The entire ensemble was excellent, with Oliver Ford Davies playing Polonius mostly as comic relief but nonetheless getting across the paranoid control Polonius exerts (or tries to) over his children, and Penny Downe playing Gertrude in a similar manner to Patrick Stewart’s Claudius, going from outwards aspect - charming society hostess in her case - to inwards revelation in the later part of the play; I’ve already talked about the sense of being torn to pieces. When she says “oh Hamlet, you have split my heart in two” she means just that. She has a startling outburst of laughter during the closet scene; the emotional breakdown fever in Elsinore has gripped her, too.

Mariah Gale as Ophelia is playful with her brother Laertes in her early scenes and more determined and less wobbly in her first confrontation with Hamlet than other Ophelias I’ve seen, but during the play-within-a-play scene it’s already clear she’s brittle; then, when she’s mad, there is also a fury driving her, which is a fascinating take on the character, the madness usually being played in the sweet and gentle manner. But here Ophelia when mad has a rage that is no longer helpless as she directs it at Gertrude, Claudius, everyone.

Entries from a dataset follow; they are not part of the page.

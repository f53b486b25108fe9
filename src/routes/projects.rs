/**
 * Project Routes
 * Public gallery reads, admin create/update/delete
 */
use axum::{
    extract::{Path, State},
    http::StatusCode,
    Json,
};

use crate::db::models::{NewProject, Project, ProjectChanges};
use crate::error::ApiError;
use crate::routes::auth::AdminUser;
use crate::routes::{parse_id, reject_blank_updates, require_non_blank};
use crate::state::AppState;

fn not_found() -> ApiError {
    ApiError::NotFound("Project not found".to_string())
}

fn validate_new(input: &NewProject) -> Result<(), ApiError> {
    require_non_blank(&[
        ("titleAr", input.title_ar.as_str()),
        ("titleEn", input.title_en.as_str()),
        ("descriptionAr", input.description_ar.as_str()),
        ("descriptionEn", input.description_en.as_str()),
        ("category", input.category.as_str()),
    ])
}

fn validate_changes(changes: &ProjectChanges) -> Result<(), ApiError> {
    reject_blank_updates(&[
        ("titleAr", changes.title_ar.as_deref()),
        ("titleEn", changes.title_en.as_deref()),
        ("descriptionAr", changes.description_ar.as_deref()),
        ("descriptionEn", changes.description_en.as_deref()),
        ("category", changes.category.as_deref()),
    ])
}

/// GET /api/projects
pub async fn list_projects(State(state): State<AppState>) -> Result<Json<Vec<Project>>, ApiError> {
    Ok(Json(state.projects.list().await?))
}

/// GET /api/projects/{id}
pub async fn get_project(
    State(state): State<AppState>,
    Path(id): Path<String>,
) -> Result<Json<Project>, ApiError> {
    let id = parse_id(&id)?;
    state.projects.get(id).await?.map(Json).ok_or_else(not_found)
}

/// POST /api/projects (auth required)
pub async fn create_project(
    _admin: AdminUser,
    State(state): State<AppState>,
    Json(payload): Json<NewProject>,
) -> Result<(StatusCode, Json<Project>), ApiError> {
    validate_new(&payload)?;
    let project = state.projects.create(payload).await?;
    tracing::info!(id = project.id, "project created");
    Ok((StatusCode::CREATED, Json(project)))
}

/// PATCH /api/projects/{id} (auth required)
pub async fn update_project(
    _admin: AdminUser,
    State(state): State<AppState>,
    Path(id): Path<String>,
    Json(payload): Json<ProjectChanges>,
) -> Result<Json<Project>, ApiError> {
    let id = parse_id(&id)?;
    validate_changes(&payload)?;
    state
        .projects
        .update(id, payload)
        .await?
        .map(Json)
        .ok_or_else(not_found)
}

/// DELETE /api/projects/{id} (auth required)
pub async fn delete_project(
    _admin: AdminUser,
    State(state): State<AppState>,
    Path(id): Path<String>,
) -> Result<StatusCode, ApiError> {
    let id = parse_id(&id)?;
    if !state.projects.delete(id).await? {
        return Err(not_found());
    }
    tracing::info!(id, "project deleted");
    Ok(StatusCode::NO_CONTENT)
}

#[cfg(test)]
mod tests {
    use super::*;
    use crate::config::AppConfig;
    use crate::error::ErrorResponse;
    use crate::routes::auth::create_access_token;
    use axum::{body::Body, http::Request, routing::get, Router};
    use serde_json::{json, Value};
    use tower::ServiceExt;

    fn state() -> AppState {
        AppState::in_memory(AppConfig::for_tests("admin123"))
    }

    fn projects_router(state: AppState) -> Router {
        Router::new()
            .route("/api/projects", get(list_projects).post(create_project))
            .route(
                "/api/projects/{id}",
                get(get_project)
                    .patch(update_project)
                    .delete(delete_project),
            )
            .with_state(state)
    }

    fn authed(state: &AppState, method: &str, uri: &str, body: Option<Value>) -> Request<Body> {
        let token = create_access_token(&state.config.auth, "admin@example.com").unwrap();
        let builder = Request::builder()
            .method(method)
            .uri(uri)
            .header("authorization", format!("Bearer {token}"));
        match body {
            Some(body) => builder
                .header("content-type", "application/json")
                .body(Body::from(body.to_string()))
                .unwrap(),
            None => builder.body(Body::empty()).unwrap(),
        }
    }

    async fn send(app: Router, req: Request<Body>) -> (StatusCode, Vec<u8>) {
        let res = app.oneshot(req).await.unwrap();
        let status = res.status();
        let body = axum::body::to_bytes(res.into_body(), usize::MAX)
            .await
            .unwrap();
        (status, body.to_vec())
    }

    fn villa() -> Value {
        json!({
            "titleAr": "فيلا",
            "titleEn": "Villa",
            "descriptionAr": "تمديدات كاملة",
            "descriptionEn": "Full rewiring",
            "category": "residential",
            "imageUrl": "/villa.png",
            "completionDate": "2024-03-01T00:00:00Z"
        })
    }

    #[tokio::test]
    async fn test_create_get_update_delete_round() {
        let state = state();
        let app = projects_router(state.clone());

        let (status, body) = send(
            app.clone(),
            authed(&state, "POST", "/api/projects", Some(villa())),
        )
        .await;
        assert_eq!(status, StatusCode::CREATED);
        let created: Project = serde_json::from_slice(&body).unwrap();
        assert!(!created.featured);
        assert!(created.completion_date.is_some());

        let (status, body) = send(
            app.clone(),
            authed(
                &state,
                "PATCH",
                &format!("/api/projects/{}", created.id),
                Some(json!({"featured": true})),
            ),
        )
        .await;
        assert_eq!(status, StatusCode::OK);
        let updated: Project = serde_json::from_slice(&body).unwrap();
        assert!(updated.featured);
        assert_eq!(updated.image_url.as_deref(), Some("/villa.png"));

        let req = Request::get(format!("/api/projects/{}", created.id))
            .body(Body::empty())
            .unwrap();
        let (status, _) = send(app.clone(), req).await;
        assert_eq!(status, StatusCode::OK);

        let (status, _) = send(
            app.clone(),
            authed(&state, "DELETE", &format!("/api/projects/{}", created.id), None),
        )
        .await;
        assert_eq!(status, StatusCode::NO_CONTENT);

        let req = Request::get("/api/projects").body(Body::empty()).unwrap();
        let (_, body) = send(app, req).await;
        let all: Vec<Project> = serde_json::from_slice(&body).unwrap();
        assert!(all.is_empty());
    }

    #[tokio::test]
    async fn test_writes_require_auth() {
        let app = projects_router(state());
        let req = Request::post("/api/projects")
            .header("content-type", "application/json")
            .body(Body::from(villa().to_string()))
            .unwrap();
        let (status, _) = send(app.clone(), req).await;
        assert_eq!(status, StatusCode::UNAUTHORIZED);

        let req = Request::delete("/api/projects/1").body(Body::empty()).unwrap();
        let (status, _) = send(app, req).await;
        assert_eq!(status, StatusCode::UNAUTHORIZED);
    }

    #[tokio::test]
    async fn test_create_missing_category_names_field() {
        let state = state();
        let mut body = villa();
        body.as_object_mut().unwrap().remove("category");
        let (status, body) = send(
            projects_router(state.clone()),
            authed(&state, "POST", "/api/projects", Some(body)),
        )
        .await;
        assert_eq!(status, StatusCode::BAD_REQUEST);
        let err: ErrorResponse = serde_json::from_slice(&body).unwrap();
        assert_eq!(err.field.as_deref(), Some("category"));
    }

    #[tokio::test]
    async fn test_unknown_and_non_numeric_ids() {
        let state = state();
        let app = projects_router(state.clone());

        let req = Request::get("/api/projects/7").body(Body::empty()).unwrap();
        let (status, _) = send(app.clone(), req).await;
        assert_eq!(status, StatusCode::NOT_FOUND);

        let (status, body) = send(
            app,
            authed(&state, "PATCH", "/api/projects/villa", Some(json!({}))),
        )
        .await;
        assert_eq!(status, StatusCode::BAD_REQUEST);
        let err: ErrorResponse = serde_json::from_slice(&body).unwrap();
        assert_eq!(err.field.as_deref(), Some("id"));
    }
}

Favourite theatre in joke detail: when Hamlet (and Horatio) have it out with Guildenstern and Rosenkrantz after the play-within-a-play, Hamlet actually plays on a lute, and what he plays is “Three blind mice”. Which is of course the melody that provides the biggest clue in Agatha Christie’s The Mousetrap, that play named after Hamlet’s play-within-a-play which we’ve just seen.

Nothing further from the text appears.